- _Directions_
Every line of the material must be copied exactly.

- _Data to examine_
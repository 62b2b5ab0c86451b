//! 交接单
//!
//! 将会话日志按物料名称分组、分页，附签字栏，输出纯文本。

mod handover;

pub use handover::{HandoverProtocol, ProtocolGroup};
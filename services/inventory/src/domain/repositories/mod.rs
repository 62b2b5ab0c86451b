//! 仓储接口

mod material_repository;

pub use material_repository::MaterialRepository;
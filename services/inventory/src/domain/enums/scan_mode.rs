//! 扫描模式

use lager_config::ScanModeSetting;
use serde::{Deserialize, Serialize};

/// 扫描模式
///
/// 决定一次扫码触发入库还是出库。
#[derive(Debug, Clone, Copy, PartialEq, Eq, Hash, Serialize, Deserialize, Default)]
pub enum ScanMode {
    /// 入库（Empfang）：物料回到仓库
    #[default]
    CheckIn,
    /// 出库（Ausgabe）：物料发给指定持有人
    CheckOut,
}

impl ScanMode {
    /// 出库模式要求先设置持有人
    pub fn requires_actor(&self) -> bool {
        matches!(self, ScanMode::CheckOut)
    }

    pub fn as_str(&self) -> &'static str {
        match self {
            ScanMode::CheckIn => "check-in",
            ScanMode::CheckOut => "check-out",
        }
    }
}

impl std::fmt::Display for ScanMode {
    fn fmt(&self, f: &mut std::fmt::Formatter<'_>) -> std::fmt::Result {
        f.write_str(self.as_str())
    }
}

impl From<ScanModeSetting> for ScanMode {
    fn from(setting: ScanModeSetting) -> Self {
        match setting {
            ScanModeSetting::CheckIn => ScanMode::CheckIn,
            ScanModeSetting::CheckOut => ScanMode::CheckOut,
        }
    }
}
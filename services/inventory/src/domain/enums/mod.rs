//! 枚举模块

mod action_kind;
mod scan_mode;

pub use action_kind::ActionKind;
pub use scan_mode::ScanMode;
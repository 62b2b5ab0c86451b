//! 数据库行到领域对象的转换

use lager_errors::{AppError, AppResult};

use crate::domain::entities::{LastAction, LogEntry, Material};
use crate::domain::enums::ActionKind;
use crate::domain::value_objects::{LogEntryId, MaterialId, SerialNumber};

use super::rows::{LogRow, MaterialRow};

/// 将 MaterialRow 和其日志转换为 Material
pub fn material_from_row(row: MaterialRow, event_log: Vec<LogEntry>) -> AppResult<Material> {
    let id: MaterialId = row
        .id
        .parse()
        .map_err(|e| AppError::database(format!("Invalid material id {}: {}", row.id, e)))?;

    // 历史数据中的非法序列号按未设置处理
    let serial_number = SerialNumber::parse_optional(row.serial_number.as_deref()).unwrap_or(None);

    let last_action = match (row.last_action.as_deref().and_then(ActionKind::parse), row.last_actor) {
        (Some(kind), actor) => Some(
            LastAction::new(kind, actor.unwrap_or_default()).with_previous_holder(row.previous_holder),
        ),
        (None, _) => None,
    };

    Ok(Material::from_parts(
        id,
        serial_number,
        row.label,
        row.in_stock,
        row.note,
        row.position,
        event_log,
        last_action,
    ))
}

/// 将 LogRow 转换为 LogEntry
pub fn log_entry_from_row(row: LogRow) -> AppResult<LogEntry> {
    let id: LogEntryId = row
        .id
        .parse()
        .map_err(|e| AppError::database(format!("Invalid log entry id {}: {}", row.id, e)))?;

    Ok(LogEntry {
        id,
        timestamp: row.timestamp,
        actor: row.actor,
        description: row.description,
    })
}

- _Answer below_
repository 62b2b5ab0c86451b
//! 交接单
//!
//! 将会话日志按物料名称分组、分页，附签字栏，输出纯文本。

mod handover;

pub use handover::{HandoverProtocol, ProtocolGroup};
filename services/inventory/src/domain/repositories/mod.rs
repository 62b2b5ab0c86451b
//! 仓储接口

mod material_repository;

pub use material_repository::MaterialRepository;
filename services/inventory/src/domain/enums/scan_mode.rs
//! 扫描模式

use lager_config::ScanModeSetting;
use serde::{Deserialize, Serialize};

/// 扫描模式
///
/// 决定一次扫码触发入库还是出库。
#[derive(Debug, Clone, Copy, PartialEq, Eq, Hash, Serialize, Deserialize, Default)]
pub enum ScanMode {
    /// 入库（Empfang）：物料回到仓库
    #[default]
    CheckIn,
    /// 出库（Ausgabe）：物料发给指定持有人
    CheckOut,
}

impl ScanMode {
    /// 出库模式要求先设置持有人
    pub fn requires_actor(&self) -> bool {
        matches!(self, ScanMode::CheckOut)
    }

    pub fn as_str(&self) -> &'static str {
        match self {
            ScanMode::CheckIn => "check-in",
            ScanMode::CheckOut => "check-out",
        }
    }
}

impl std::fmt::Display for ScanMode {
    fn fmt(&self, f: &mut std::fmt::Formatter<'_>) -> std::fmt::Result {
        f.write_str(self.as_str())
    }
}

impl From<ScanModeSetting> for ScanMode {
    fn from(setting: ScanModeSetting) -> Self {
        match setting {
            ScanModeSetting::CheckIn => ScanMode::CheckIn,
            ScanModeSetting::CheckOut => ScanMode::CheckOut,
        }
    }
}
filename services/inventory/src/domain/enums/mod.rs
//! 枚举模块

mod action_kind;
mod scan_mode;

pub use action_kind::ActionKind;
pub use scan_mode::ScanMode;
repository 62b2b5ab0c86451b
//! 数据库行到领域对象的转换

use lager_errors::{AppError, AppResult};

use crate::domain::entities::{LastAction, LogEntry, Material};
use crate::domain::enums::ActionKind;
use crate::domain::value_objects::{LogEntryId, MaterialId, SerialNumber};

use super::rows::{LogRow, MaterialRow};

/// 将 MaterialRow 和其日志转换为 Material
pub fn material_from_row(row: MaterialRow, event_log: Vec<LogEntry>) -> AppResult<Material> {
    let id: MaterialId = row
        .id
        .parse()
        .map_err(|e| AppError::database(format!("Invalid material id {}: {}", row.id, e)))?;

    // 历史数据中的非法序列号按未设置处理
    let serial_number = SerialNumber::parse_optional(row.serial_number.as_deref()).unwrap_or(None);

    let last_action = match (row.last_action.as_deref().and_then(ActionKind::parse), row.last_actor) {
        (Some(kind), actor) => Some(
            LastAction::new(kind, actor.unwrap_or_default()).with_previous_holder(row.previous_holder),
        ),
        (None, _) => None,
    };

    Ok(Material::from_parts(
        id,
        serial_number,
        row.label,
        row.in_stock,
        row.note,
        row.position,
        event_log,
        last_action,
    ))
}

/// 将 LogRow 转换为 LogEntry
pub fn log_entry_from_row(row: LogRow) -> AppResult<LogEntry> {
    let id: LogEntryId = row
        .id
        .parse()
        .map_err(|e| AppError::database(format!("Invalid log entry id {}: {}", row.id, e)))?;

    Ok(LogEntry {
        id,
        timestamp: row.timestamp,
        actor: row.actor,
        description: row.description,
    })
}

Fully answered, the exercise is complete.